Biotinylated microbubbles6 were prepared by sonication. The coating was composed of DSPC (59.4 mol%; Sigma-Aldrich, Zwijndrecht, The Netherlands), polyoxyethylene-40 stearate (35.7 mol%; Sigma-Aldrich), DSPE-PEG(2000) (4.1% mol; Avanti Polar Lipids, Alabaster, AL, USA) and DSPE-PEG(2000)-biotin (0.8 mol%; Avanti Polar Lipids). For fluorescence labeling, DiI (Molecular Probes, Eugene, OR, USA) was dissolved in ethanol and added to the solution before sonication.

Sample preparation

The topside of an OptiCell (Thermo Fisher Scientific, Waltham, MA, USA) was coated by adding 1 mL of 1 μg mL−1 solution of NeutrAvidin (Life Technologies Europe, Bleiswijk, The Netherlands) in phosphate-buffered saline (PBS) (Life Technologies Europe) 24 h prior to the experiment. The surface was then rinsed with PBS to remove all unbound proteins and incubated for 1 h with 1% bovine serum albumin (Sigma-Aldrich) to prevent unspecific binding. Afterwards, the surface was cut into rectangular pieces of 5 mm × 20 mm.

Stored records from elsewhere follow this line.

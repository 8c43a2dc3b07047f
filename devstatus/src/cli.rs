//! Subcommands - every one of them goes through the dashboard service.

use std::fmt::Write as _;
use std::path::PathBuf;

use anyhow::{bail, Context};
use clap::Subcommand;
use tracing::info;

use checklist::{Catalog, StatusEnum};
use devstatus_engine::{
    DashboardService, EventDraft, EvidenceType, ExportFormat, ManualUpdate, StatusRecord,
};

#[derive(Debug, Subcommand)]
pub enum Commands {
    /// Replay a JSON list of events against the selected environment
    Simulate {
        /// File holding a JSON array of events
        #[arg(short, long)]
        events: PathBuf,
    },

    /// Set the status of an item by hand
    Update {
        /// Subcategory id (e.g. s_dev_docker)
        subcategory: String,
        /// not_started, in_progress, blocked, done or verified
        status: StatusEnum,
        /// Why the status changed
        #[arg(short, long)]
        reason: String,
        /// Link to supporting evidence
        #[arg(long)]
        evidence_url: Option<String>,
        /// Kind of the linked evidence
        #[arg(long, default_value = "pr")]
        evidence_type: EvidenceType,
    },

    /// Comment on an item
    Comment {
        /// Subcategory id
        subcategory: String,
        /// Comment text
        text: String,
    },

    /// Show the status board and summary
    Status {
        /// Print records as JSON
        #[arg(long)]
        json: bool,
    },

    /// Export a status report
    Export {
        /// json or csv
        #[arg(short, long, default_value = "json")]
        format: ExportFormat,
        /// Write to a file instead of stdout
        #[arg(short, long)]
        output: Option<PathBuf>,
    },

    /// List the checklist items tracked in the selected environment
    Catalog,

    /// Show the activity feed, newest first
    Activity {
        /// Number of entries to show
        #[arg(short, long, default_value = "20")]
        count: usize,
    },
}

/// Run one subcommand and return what should be printed.
pub async fn execute(
    service: &DashboardService,
    catalog: &Catalog,
    command: Commands,
) -> anyhow::Result<String> {
    match command {
        Commands::Simulate { events } => {
            let raw = tokio::fs::read_to_string(&events)
                .await
                .with_context(|| format!("reading {}", events.display()))?;
            let drafts: Vec<EventDraft> = serde_json::from_str(&raw)
                .with_context(|| format!("parsing events in {}", events.display()))?;

            let count = drafts.len();
            let last_seen = service.activity().await?.first().map(|e| e.id.clone());
            for draft in drafts {
                let event = service.simulate_event(draft).await?;
                info!(event_id = %event.id, kind = event.kind.type_name(), "Event submitted");
            }
            service.settle().await?;

            let mut out = format!("Replayed {count} events\n");
            let activity = service.activity().await?;
            let new_entries = activity
                .iter()
                .take_while(|e| Some(&e.id) != last_seen.as_ref());
            for entry in new_entries {
                writeln!(out, "[{}] {}", entry.kind.as_str(), entry.message)?;
            }
            Ok(out)
        }

        Commands::Update {
            subcategory,
            status,
            reason,
            evidence_url,
            evidence_type,
        } => {
            let mut update = ManualUpdate::new(subcategory.clone(), status, reason);
            if let Some(url) = evidence_url {
                update = update.with_evidence(url, evidence_type);
            }
            let env = service.selected_environment().await?;
            match service.manual_update(update).await? {
                Some(record) => Ok(format!(
                    "{} is now {} in {}\n",
                    title_of(catalog, &record),
                    record.status.label(),
                    env.name
                )),
                None => bail!("{subcategory} is not tracked in {}", env.name),
            }
        }

        Commands::Comment { subcategory, text } => {
            let env = service.selected_environment().await?;
            match service.add_comment(subcategory.clone(), text).await? {
                Some(record) => Ok(format!(
                    "Comment added to {} ({} total)\n",
                    title_of(catalog, &record),
                    record.comments.len()
                )),
                None => bail!("{subcategory} is not tracked in {}", env.name),
            }
        }

        Commands::Status { json } => {
            let records = service.records(None).await?;
            if json {
                return Ok(serde_json::to_string_pretty(&records)? + "\n");
            }

            let env = service.selected_environment().await?;
            let summary = service.summary(None).await?;
            let mut out = format!(
                "{} ({}): {}% complete, {} of {} items, {} required remaining\n",
                env.name,
                env.id,
                summary.percent_complete,
                summary.done + summary.verified,
                summary.total,
                summary.required_remaining
            );
            for record in &records {
                writeln!(
                    out,
                    "  {:<12} {:<40} {:>3}%  {}",
                    record.status.as_str(),
                    title_of(catalog, record),
                    record.confidence_score,
                    record.last_updated_by
                )?;
            }
            Ok(out)
        }

        Commands::Export { format, output } => {
            let report = service.export(None, format).await?;
            match output {
                Some(path) => {
                    tokio::fs::write(&path, &report)
                        .await
                        .with_context(|| format!("writing {}", path.display()))?;
                    Ok(format!("Report exported as {} to {}\n", format.label(), path.display()))
                }
                None => Ok(report),
            }
        }

        Commands::Catalog => {
            let env = service.selected_environment().await?;
            let mut out = format!("{} ({})\n", env.name, env.id);
            for category in catalog.categories_for(env.name) {
                writeln!(out, "{}", category.title)?;
                for item in catalog
                    .applicable(env.name)
                    .filter(|s| s.category_id == category.id)
                {
                    let marker = if item.required { "*" } else { " " };
                    writeln!(out, "  {marker} {:<14} {:<16} {}", item.id, item.slug, item.title)?;
                }
            }
            Ok(out)
        }

        Commands::Activity { count } => {
            let mut out = String::new();
            for entry in service.activity().await?.iter().take(count) {
                writeln!(
                    out,
                    "{} [{}] {}",
                    entry.timestamp.format("%H:%M:%S"),
                    entry.kind.as_str(),
                    entry.message
                )?;
            }
            Ok(out)
        }
    }
}

fn title_of<'a>(catalog: &'a Catalog, record: &'a StatusRecord) -> &'a str {
    catalog
        .subcategory(&record.subcategory_id)
        .map(|s| s.title.as_str())
        .unwrap_or(&record.subcategory_id)
}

Biotinylated microbubbles were injected into the tank and allowed to adhere to the surface by flotation for 5 min.

Experimental methods

The substrate was immersed in a water bath (T ≈ 22 °C), filled with demineralized water, under a 45° angle with respect to the vertical, and could be moved with a 3D micropositioning stage. A focused, single-element ultrasound transducer (C302, Panametrics, Waltham, MA, USA) with a center frequency of 1 MHz was fixed on one side of the water tank and used for insonation. A detailed schematic of the setup is given in Supplementary Note 7. For each recording, a single microbubble was exposed to a single ultrasound burst. The acoustic pressures were measured with a calibrated needle hydrophone (0.2 mm, Precision Acoustics, Dorchester, UK). Optical recordings were performed using a microscope equipped with a 20x water-immersion objective (LUMPFL, Olympus, Zoeterwoude, The Netherlands) that was fixed at a 45° angle relative to the vertical (with the optical axis parallel to the substrate). A continuous-wave diode laser (5 W, λ = 532 nm; Cohlibri, Lightline, Osnabrück, Germany) was focused onto the sample through the same objective, using a dichroic mirror. The laser light was gated using an acousto-optic modulator (AOTF.nC-VIS, AA Optoelectronic, Orsay, France) to generate a 500 μs laser pulse. Simultaneously, a KL 2500 LED light source (Schott, Mainz, Germany) was used to superimpose bright-field and fluorescence. High-speed recordings were acquired with a high-speed camera (SA-X, Photron, West Wycombe, UK), operating at 5000 to 50,000 fps. Ultra-high-speed imaging was performed with the Brandaris 128 camera51 at frame rates ranging from 5 to 10 million fps. Using a beam splitter, 80% of the light was directed into the Brandaris camera, while the remaining 20% was directed towards the Photron camera. A test was performed for 12 targeted microbubbles recorded in a top-view configuration. Identical shedding was observed as compared to our previous study27, demonstrating that the targeting did not significantly alter the process.

Analysis

The recordings were contrast-enhanced, and analyzed using a thresholding method in MATLAB to extract the bubble contours R(ϑ, t). The bubble volume was obtained by assuming axial symmetry. Due to the more complex aspect of the released fluorescent material, the transport distance was extracted by manually selecting the center of the fluorescence patch in each frame of the recordings.

Data availability

The authors declare that all the data acquired during this study, as well as the Matlab codes used for simulating microbubbles responses and analyses will remain stored within the servers of the University of Twente and will be made available on request by the authors.